I celebrated one year of marriage at the weekend. A weekend away was called for and on the way I stopped to grab a book. 'Nothing stood out' I told the wife, until I spotted the familiar sight of white lines on green grass on the cover of one particular literary effort. Ok, that jumped out. And then I read a few lines on the back cover.

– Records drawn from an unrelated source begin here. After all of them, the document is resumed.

//! First raster series: eight black-hole marks, v1 through v8.
//!
//! All coordinates are on the 2048 working canvas; stroke widths and dot
//! radii are supersampled pixels. Each design is a pure function of its
//! constants, rendered as a dark + transparent pair.

use std::f64::consts::PI;
use std::path::{Path, PathBuf};

use log::info;

use crate::error::Result;
use crate::geometry::{gravity_offset, rotate, Point};
use crate::raster::{
    render_pair, Canvas, CENTER, NORMAL, SUPERSAMPLE, THIN, WHITE, white_a,
};

use super::RASTER_DESIGNS;

/// Singularity: one dot, one ring.
fn v1_singularity(c: &mut Canvas) {
    c.dot(CENTER, CENTER, 30.0, WHITE);
    c.circle(CENTER, CENTER, 400.0, white_a(210), NORMAL);
}

/// Geodesics arriving from seven directions, bending toward the center.
fn v2_geodesic_convergence(c: &mut Canvas) {
    let n_lines = 7;
    for i in 0..n_lines {
        let base_angle = i as f64 * (360.0 / n_lines as f64);
        let rad_base = base_angle.to_radians();

        let n_samples = 800;
        let mut points: Vec<Point> = Vec::with_capacity(n_samples);
        for t in 0..n_samples {
            let frac = t as f64 / (n_samples - 1) as f64;
            let r_outer = SUPERSAMPLE as f64 * 0.47;
            let r_inner = 40.0;
            let r = r_outer * (1.0 - frac) + r_inner * frac;

            // Bending grows toward the center; alternate direction per line.
            let bend = frac.powf(1.8) * 1.2;
            let direction = if i % 2 == 0 { 1.0 } else { -1.0 };
            let theta = rad_base + bend * direction;

            points.push((CENTER + r * theta.cos(), CENTER + r * theta.sin()));
        }

        let alpha = 180 + (40.0 * (i as f64 * PI / n_lines as f64).sin()) as i32;
        c.polyline(&points, white_a(alpha), THIN);
    }

    c.dot(CENTER, CENTER, 28.0, WHITE);
}

/// A 7×7 floating grid warped by a central gravity well.
fn v3_spacetime_warp(c: &mut Canvas) {
    let n_lines = 7;
    let margin = SUPERSAMPLE as f64 * 0.12;
    let usable = SUPERSAMPLE as f64 - 2.0 * margin;
    let spacing = usable / (n_lines + 1) as f64;
    let strength = 220.0;
    let sigma = 300.0;

    for i in 1..=n_lines {
        let base_x = margin + spacing * i as f64;
        let mut points: Vec<Point> = Vec::with_capacity(600);
        for t in 0..600 {
            let y = margin + usable * t as f64 / 599.0;
            let (ox, oy) = gravity_offset(base_x, y, CENTER, CENTER, strength, sigma);
            points.push((base_x + ox, y + oy));
        }
        let dist_c = (base_x - CENTER).abs();
        let alpha = (230 - (dist_c / 4.0) as i32).max(100);
        c.polyline(&points, white_a(alpha), THIN);
    }

    for i in 1..=n_lines {
        let base_y = margin + spacing * i as f64;
        let mut points: Vec<Point> = Vec::with_capacity(600);
        for t in 0..600 {
            let x = margin + usable * t as f64 / 599.0;
            let (ox, oy) = gravity_offset(x, base_y, CENTER, CENTER, strength, sigma);
            points.push((x + ox, base_y + oy));
        }
        let dist_c = (base_y - CENTER).abs();
        let alpha = (230 - (dist_c / 4.0) as i32).max(100);
        c.polyline(&points, white_a(alpha), THIN);
    }

    c.dot(CENTER, CENTER, 24.0, WHITE);
}

/// Tao begets one, two, three: dot, then 1/2/3 arcs radiating outward.
fn v4_tao_layers(c: &mut Canvas) {
    c.dot(CENTER, CENTER, 28.0, WHITE);

    c.arc(CENTER, CENTER, 240.0, 190.0, 490.0, white_a(230), NORMAL);

    c.arc(CENTER, CENTER, 420.0, 20.0, 150.0, white_a(190), NORMAL);
    c.arc(CENTER, CENTER, 420.0, 200.0, 330.0, white_a(190), NORMAL);

    c.arc(CENTER, CENTER, 600.0, 350.0, 440.0, white_a(140), NORMAL);
    c.arc(CENTER, CENTER, 600.0, 120.0, 210.0, white_a(140), NORMAL);
    c.arc(CENTER, CENTER, 600.0, 230.0, 320.0, white_a(140), NORMAL);
}

/// Incomplete horizon with an inner offset arc.
fn v5_broken_horizon(c: &mut Canvas) {
    c.dot(CENTER, CENTER, 28.0, WHITE);
    c.arc(CENTER, CENTER, 420.0, 50.0, 330.0, white_a(220), NORMAL);
    c.arc(CENTER, CENTER, 260.0, 200.0, 10.0, white_a(150), THIN);
}

/// Three-armed Archimedean spiral converging on the origin.
fn v6_golden_spiral(c: &mut Canvas) {
    let n_arms = 3;
    let max_r = SUPERSAMPLE as f64 * 0.44;

    for arm in 0..n_arms {
        let offset = arm as f64 * (2.0 * PI / n_arms as f64);
        let mut points: Vec<Point> = Vec::new();
        for t in 0..2000 {
            let theta = t as f64 * 0.005 + offset;
            let r = 30.0 + (max_r - 30.0) * (theta - offset) / (2.0 * PI * 2.5);
            if r > max_r {
                break;
            }
            if r < 30.0 {
                continue;
            }
            points.push((CENTER + r * theta.cos(), CENTER + r * theta.sin()));
        }

        if points.len() > 1 {
            let alpha = 210 - arm * 30;
            c.polyline(&points, white_a(alpha), THIN);
        }
    }

    c.dot(CENTER, CENTER, 26.0, WHITE);
}

/// Concentric rings with progressive eccentricity and rotation.
fn v7_lensing_rings(c: &mut Canvas) {
    let n_rings = 5;
    for i in 0..n_rings {
        // Outer first so inner rings overwrite at crossings.
        let layer = n_rings - 1 - i;
        let frac = (layer + 1) as f64 / n_rings as f64;
        let base_r = 160.0 + layer as f64 * 100.0;

        let ecc = 1.0 + 0.5 * (1.0 - frac);
        let rx = (base_r * ecc).trunc();
        let ry = (base_r / ecc).trunc();

        let rot_rad = (layer as f64 * 30.0).to_radians();

        let mut points: Vec<Point> = Vec::with_capacity(901);
        for t in 0..900 {
            let theta = 2.0 * PI * t as f64 / 900.0;
            let (x, y) = rotate(rx * theta.cos(), ry * theta.sin(), rot_rad);
            points.push((CENTER + x, CENTER + y));
        }
        points.push(points[0]);

        let alpha = 230 - layer as i32 * 30;
        // NORMAL, not THIN: thinner strokes wash out at favicon sizes.
        c.polyline(&points, white_a(alpha), NORMAL);
    }

    c.dot(CENTER, CENTER, 32.0, WHITE);
}

/// Synthesis mark: singularity, broken horizon and a sweeping geodesic.
fn v8_yuanchu_unity(c: &mut Canvas) {
    c.dot(CENTER, CENTER, 28.0, WHITE);

    c.arc(CENTER, CENTER, 380.0, 40.0, 300.0, white_a(220), NORMAL);

    let mut points: Vec<Point> = Vec::with_capacity(1000);
    for t in 0..1000 {
        let frac = t as f64 / 999.0;
        let r = SUPERSAMPLE as f64 * 0.46 * (1.0 - frac * 0.8);
        let theta = 310f64.to_radians() + frac * PI * 0.8;
        let curve = (frac * PI).sin() * 0.35;
        points.push((
            CENTER + r * (theta + curve).cos(),
            CENTER + r * (theta + curve).sin(),
        ));
    }
    c.polyline(&points, white_a(170), THIN);

    c.arc(CENTER, CENTER, 580.0, 150.0, 250.0, white_a(110), THIN);
}

/// Drawing routine for a design of this series, by name.
pub fn design(name: &str) -> Option<fn(&mut Canvas)> {
    match name {
        "v1_singularity" => Some(v1_singularity),
        "v2_geodesic_convergence" => Some(v2_geodesic_convergence),
        "v3_spacetime_warp" => Some(v3_spacetime_warp),
        "v4_tao_layers" => Some(v4_tao_layers),
        "v5_broken_horizon" => Some(v5_broken_horizon),
        "v6_golden_spiral" => Some(v6_golden_spiral),
        "v7_lensing_rings" => Some(v7_lensing_rings),
        "v8_yuanchu_unity" => Some(v8_yuanchu_unity),
        _ => None,
    }
}

/// Render the whole series into `out_dir`; returns the 16 written paths.
pub fn generate(out_dir: &Path) -> Result<Vec<PathBuf>> {
    let mut written = Vec::with_capacity(RASTER_DESIGNS.len() * 2);
    for name in RASTER_DESIGNS {
        let draw = design(name).ok_or_else(|| crate::Error::UnknownDesign(name.to_string()))?;
        info!("rendering {}", name);
        written.extend(render_pair(out_dir, name, draw)?);
    }
    Ok(written)
}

'Years of underachievement. An heroic sense of injustice. A seemingly infinite capacity for self-destruction. John Crace and Spurs were made for each other'.

And indeed this book was made for me. And probably you too. So enjoy your Monday glow after a good win, but also take the chance to relive and re-enjoy last season with a great and, very familiar, read.

I read the whole thing on my anniversary weekend. An obsessive leaning and an understanding wife. The book deals with that too.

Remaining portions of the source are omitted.